**Task objective:**
Look through the entries below, please, and copy every line with the word "Complete".

**Data provided:**
======

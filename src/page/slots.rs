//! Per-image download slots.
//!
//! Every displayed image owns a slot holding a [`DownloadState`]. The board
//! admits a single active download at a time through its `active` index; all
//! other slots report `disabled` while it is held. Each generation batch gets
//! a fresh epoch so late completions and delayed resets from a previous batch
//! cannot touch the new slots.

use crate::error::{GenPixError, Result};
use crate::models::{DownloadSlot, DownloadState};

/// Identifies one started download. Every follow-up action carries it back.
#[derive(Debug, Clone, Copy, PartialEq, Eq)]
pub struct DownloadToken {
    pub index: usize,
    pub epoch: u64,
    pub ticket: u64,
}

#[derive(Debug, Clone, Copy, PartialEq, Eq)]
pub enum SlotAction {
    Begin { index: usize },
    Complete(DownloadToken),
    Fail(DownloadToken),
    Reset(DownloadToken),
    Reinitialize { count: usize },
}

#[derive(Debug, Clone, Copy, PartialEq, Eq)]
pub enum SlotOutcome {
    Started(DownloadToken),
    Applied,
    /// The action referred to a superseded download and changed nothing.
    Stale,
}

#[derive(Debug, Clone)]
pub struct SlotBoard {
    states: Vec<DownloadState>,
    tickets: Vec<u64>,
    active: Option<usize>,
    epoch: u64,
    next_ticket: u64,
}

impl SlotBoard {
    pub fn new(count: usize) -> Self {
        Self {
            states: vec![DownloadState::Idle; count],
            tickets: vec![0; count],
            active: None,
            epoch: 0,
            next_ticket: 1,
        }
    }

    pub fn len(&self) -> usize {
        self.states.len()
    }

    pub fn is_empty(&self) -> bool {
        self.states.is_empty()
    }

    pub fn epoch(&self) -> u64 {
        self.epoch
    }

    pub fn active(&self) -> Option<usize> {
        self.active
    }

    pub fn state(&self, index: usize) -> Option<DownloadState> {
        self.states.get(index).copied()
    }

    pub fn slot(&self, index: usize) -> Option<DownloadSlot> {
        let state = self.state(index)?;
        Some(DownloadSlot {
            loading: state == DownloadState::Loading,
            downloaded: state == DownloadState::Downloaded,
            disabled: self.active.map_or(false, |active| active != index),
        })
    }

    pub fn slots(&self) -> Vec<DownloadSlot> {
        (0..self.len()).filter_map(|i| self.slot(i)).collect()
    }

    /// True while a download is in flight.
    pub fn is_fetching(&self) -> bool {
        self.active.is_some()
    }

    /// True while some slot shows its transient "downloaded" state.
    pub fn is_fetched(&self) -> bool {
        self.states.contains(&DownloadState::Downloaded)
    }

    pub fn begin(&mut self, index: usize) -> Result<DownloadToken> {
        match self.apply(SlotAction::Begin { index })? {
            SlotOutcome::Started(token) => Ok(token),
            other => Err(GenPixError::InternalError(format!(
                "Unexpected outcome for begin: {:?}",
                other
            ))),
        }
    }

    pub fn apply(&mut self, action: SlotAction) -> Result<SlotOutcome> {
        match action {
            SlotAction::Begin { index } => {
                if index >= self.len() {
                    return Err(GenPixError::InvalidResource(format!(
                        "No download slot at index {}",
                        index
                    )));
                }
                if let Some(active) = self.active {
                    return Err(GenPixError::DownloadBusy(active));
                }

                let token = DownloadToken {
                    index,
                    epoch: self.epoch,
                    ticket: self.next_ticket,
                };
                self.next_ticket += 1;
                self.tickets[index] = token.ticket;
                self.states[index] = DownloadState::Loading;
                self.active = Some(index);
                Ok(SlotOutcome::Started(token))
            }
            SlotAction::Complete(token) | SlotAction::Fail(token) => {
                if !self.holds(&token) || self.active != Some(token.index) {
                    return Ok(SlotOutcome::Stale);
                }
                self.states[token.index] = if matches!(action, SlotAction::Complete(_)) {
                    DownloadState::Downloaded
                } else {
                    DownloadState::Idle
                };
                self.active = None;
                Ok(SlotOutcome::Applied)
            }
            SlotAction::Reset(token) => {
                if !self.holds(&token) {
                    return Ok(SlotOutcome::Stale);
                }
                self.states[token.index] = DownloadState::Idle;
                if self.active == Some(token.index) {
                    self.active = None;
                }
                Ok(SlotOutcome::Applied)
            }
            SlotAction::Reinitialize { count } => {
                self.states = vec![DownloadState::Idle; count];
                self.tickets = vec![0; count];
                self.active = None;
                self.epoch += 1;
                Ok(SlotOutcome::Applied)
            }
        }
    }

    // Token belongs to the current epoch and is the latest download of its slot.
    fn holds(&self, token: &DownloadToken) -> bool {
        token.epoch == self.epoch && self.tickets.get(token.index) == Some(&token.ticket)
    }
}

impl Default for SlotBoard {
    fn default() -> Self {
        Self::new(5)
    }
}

======

**Result:**
    Complete(DownloadToken),
            SlotAction::Complete(token) | SlotAction::Fail(token) => {
                self.states[token.index] = if matches!(action, SlotAction::Complete(_)) {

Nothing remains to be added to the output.